▶ **Data excerpts**:

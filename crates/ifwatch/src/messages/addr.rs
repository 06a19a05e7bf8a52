use std::net::Ipv4Addr;

use winnow::Parser;

use crate::decode::{parse_addr_attrs, AttrValue, AttributeMap};
use crate::types::addr::{parse_ifaddrmsg, scope_name, IFADDR_LEN};

/// An address was added to or removed from an interface.
#[derive(Debug, Clone, PartialEq)]
#[cfg_attr(feature = "output", derive(serde::Serialize))]
pub struct AddressEvent {
    /// True for RTM_NEWADDR, false for RTM_DELADDR.
    pub exists: bool,
    /// Address family from the fixed header.
    pub family: u8,
    /// Prefix length in bits.
    pub prefix_len: u8,
    /// IFA_F_* flag byte.
    pub flags: u8,
    /// Address scope (RT_SCOPE_*).
    pub scope: u8,
    /// Kernel interface index.
    pub ifindex: u32,
    /// Decoded attributes, keyed by field name.
    pub attrs: AttributeMap,
}

impl AddressEvent {
    /// Decode an address message body. Returns `None` when the message
    /// cannot yield a usable event: short header, broken attribute block,
    /// or a missing or empty interface label.
    pub(crate) fn parse(exists: bool, payload: &[u8]) -> Option<Self> {
        if payload.len() < IFADDR_LEN {
            return None;
        }
        let mut input = payload;
        let hdr = parse_ifaddrmsg.parse_next(&mut input).ok()?;
        let attrs = parse_addr_attrs(input).ok()?;
        let event = AddressEvent {
            exists,
            family: hdr.ifa_family,
            prefix_len: hdr.ifa_prefixlen,
            flags: hdr.ifa_flags,
            scope: hdr.ifa_scope,
            ifindex: hdr.ifa_index,
            attrs,
        };
        if event.label().is_none_or(str::is_empty) {
            return None;
        }
        Some(event)
    }

    /// Interface label, which names the owning interface for IPv4.
    pub fn label(&self) -> Option<&str> {
        self.attrs.get("label").and_then(AttrValue::as_str)
    }

    /// The address itself, if the kernel reported an IPv4 one.
    pub fn address(&self) -> Option<Ipv4Addr> {
        match self.attrs.get("address") {
            Some(AttrValue::Ipv4(addr)) => Some(*addr),
            _ => None,
        }
    }

    /// Human name for the address scope.
    pub fn scope_name(&self) -> &'static str {
        scope_name(self.scope)
    }
}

▶ **Directions for this task**: Out of the data above, set down the lines from the one with "by field name." to the one with "cannot yield a", both included, exactly as written and with no additions.

▶ **Written reply**:
    /// Decoded attributes, keyed by field name.
    pub attrs: AttributeMap,
}

impl AddressEvent {
    /// Decode an address message body. Returns `None` when the message
    /// cannot yield a usable event: short header, broken attribute block,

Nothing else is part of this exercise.